DIRECTIONS: Please print the entries below exactly, from the line with "async fn send(&self, topic: &str, key: &str, payload: &[u8])" through the line with "PgDocumentIndex::new(pool.clone())", including both of those lines and leaving out all others.

(Stored data entries)

- - - -

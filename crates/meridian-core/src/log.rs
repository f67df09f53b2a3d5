//! Distributed log abstraction.
//!
//! Producers send keyed records to topics; consumers poll one record at a
//! time and receive an explicit acknowledgement handle with it. Dropping the
//! handle without acknowledging leaves the record uncommitted, so the log
//! delivers it again.

use std::fmt;
use std::time::Duration;

use async_trait::async_trait;

use crate::error::DomainError;

/// A record read from the log.
#[derive(Debug, Clone, PartialEq, Eq)]
pub struct LogRecord {
    /// Topic the record was read from.
    pub topic: String,
    /// Partition within the topic.
    pub partition: i32,
    /// Offset within the partition.
    pub offset: i64,
    /// Partitioning key (the aggregate id).
    pub key: Option<String>,
    /// Encoded event envelope.
    pub payload: Vec<u8>,
}

/// Producer side of the distributed log.
#[async_trait]
pub trait EventLog: Send + Sync {
    /// Sends a record keyed by `key` to `topic`.
    async fn send(&self, topic: &str, key: &str, payload: &[u8]) -> Result<(), DomainError>;
}

/// Commits the consumer position past one delivered record.
#[async_trait]
pub trait Acknowledgment: Send {
    /// Commits the record's offset. Consumes the handle.
    async fn acknowledge(self: Box<Self>) -> Result<(), DomainError>;
}

/// One polled record together with its acknowledgement handle.
pub struct Delivery {
    /// The record.
    pub record: LogRecord,
    /// Commit handle for the record.
    pub ack: Box<dyn Acknowledgment>,
}

impl Delivery {
    /// Splits the delivery into its record and acknowledgement handle.
    #[must_use]
    pub fn into_parts(self) -> (LogRecord, Box<dyn Acknowledgment>) {
        (self.record, self.ack)
    }
}

impl fmt::Debug for Delivery {
    fn fmt(&self, f: &mut fmt::Formatter<'_>) -> fmt::Result {
        f.debug_struct("Delivery")
            .field("record", &self.record)
            .finish_non_exhaustive()
    }
}

/// Consumer side of the distributed log.
#[async_trait]
pub trait LogConsumer: Send + Sync {
    /// Waits up to `timeout` for the next record.
    async fn poll(&self, timeout: Duration) -> Result<Option<Delivery>, DomainError>;
}
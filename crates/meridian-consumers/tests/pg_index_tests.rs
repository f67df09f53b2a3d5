//! Integration tests for `PgDocumentIndex`.
//!
//! These need a PostgreSQL instance reachable through `DATABASE_URL`; run
//! them with `cargo test -- --ignored`.

use meridian_consumers::{DocumentIndex, PgDocumentIndex, SearchDocument};
use meridian_test_support::{FixedClock, asset_created, compliance_audit, fixed_time};
use sqlx::PgPool;

#[sqlx::test(migrations = "../../migrations")]
#[ignore = "requires DATABASE_URL"]
async fn test_documents_survive_a_new_index_handle(pool: PgPool) {
    // Arrange
    let document = SearchDocument::from_event(&asset_created("AST-001", &FixedClock(fixed_time())));
    PgDocumentIndex::new(pool.clone())
        .upsert("business-events-2026.10", &document)
        .await
        .unwrap();

    // Act
    let reopened = PgDocumentIndex::new(pool);

    // Assert
    let stored = reopened
        .get("business-events-2026.10", document.event_id)
        .await
        .unwrap()
        .unwrap();
    assert_eq!(stored, document);
    assert_eq!(reopened.count("business-events-2026.10").await.unwrap(), 1);
}

#[sqlx::test(migrations = "../../migrations")]
#[ignore = "requires DATABASE_URL"]
async fn test_upsert_replaces_and_names_are_sorted(pool: PgPool) {
    let index = PgDocumentIndex::new(pool);
    let clock = FixedClock(fixed_time());
    let mut document = SearchDocument::from_event(&asset_created("AST-001", &clock));
    index.upsert("business-events-2026.10", &document).await.unwrap();
    index
        .upsert(
            "compliance-events-2026.10",
            &SearchDocument::from_event(&compliance_audit("SOX", None, false, &clock)),
        )
        .await
        .unwrap();

    document.searchable_text = "edited".to_owned();
    index.upsert("business-events-2026.10", &document).await.unwrap();

    assert_eq!(index.count("business-events-2026.10").await.unwrap(), 1);
    assert_eq!(
        index.index_names().await.unwrap(),
        vec!["business-events-2026.10", "compliance-events-2026.10"]
    );
    let stored = index
        .get("business-events-2026.10", document.event_id)
        .await
        .unwrap()
        .unwrap();
    assert_eq!(stored.searchable_text, "edited");
}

- - - -

SOLUTION TO THIS PROBLEM:
    async fn send(&self, topic: &str, key: &str, payload: &[u8]) -> Result<(), DomainError>;
}

/// Commits the consumer position past one delivered record.
#[async_trait]
pub trait Acknowledgment: Send {
    /// Commits the record's offset. Consumes the handle.
    async fn acknowledge(self: Box<Self>) -> Result<(), DomainError>;
}

/// One polled record together with its acknowledgement handle.
pub struct Delivery {
    /// The record.
    pub record: LogRecord,
    /// Commit handle for the record.
    pub ack: Box<dyn Acknowledgment>,
}

impl Delivery {
    /// Splits the delivery into its record and acknowledgement handle.
    #[must_use]
    pub fn into_parts(self) -> (LogRecord, Box<dyn Acknowledgment>) {
        (self.record, self.ack)
    }
}

impl fmt::Debug for Delivery {
    fn fmt(&self, f: &mut fmt::Formatter<'_>) -> fmt::Result {
        f.debug_struct("Delivery")
            .field("record", &self.record)
            .finish_non_exhaustive()
    }
}

/// Consumer side of the distributed log.
#[async_trait]
pub trait LogConsumer: Send + Sync {
    /// Waits up to `timeout` for the next record.
    async fn poll(&self, timeout: Duration) -> Result<Option<Delivery>, DomainError>;
}
filename crates/meridian-consumers/tests/pg_index_tests.rs
repository f67df09f53b2a3d5
//! Integration tests for `PgDocumentIndex`.
//!
//! These need a PostgreSQL instance reachable through `DATABASE_URL`; run
//! them with `cargo test -- --ignored`.

use meridian_consumers::{DocumentIndex, PgDocumentIndex, SearchDocument};
use meridian_test_support::{FixedClock, asset_created, compliance_audit, fixed_time};
use sqlx::PgPool;

#[sqlx::test(migrations = "../../migrations")]
#[ignore = "requires DATABASE_URL"]
async fn test_documents_survive_a_new_index_handle(pool: PgPool) {
    // Arrange
    let document = SearchDocument::from_event(&asset_created("AST-001", &FixedClock(fixed_time())));
    PgDocumentIndex::new(pool.clone())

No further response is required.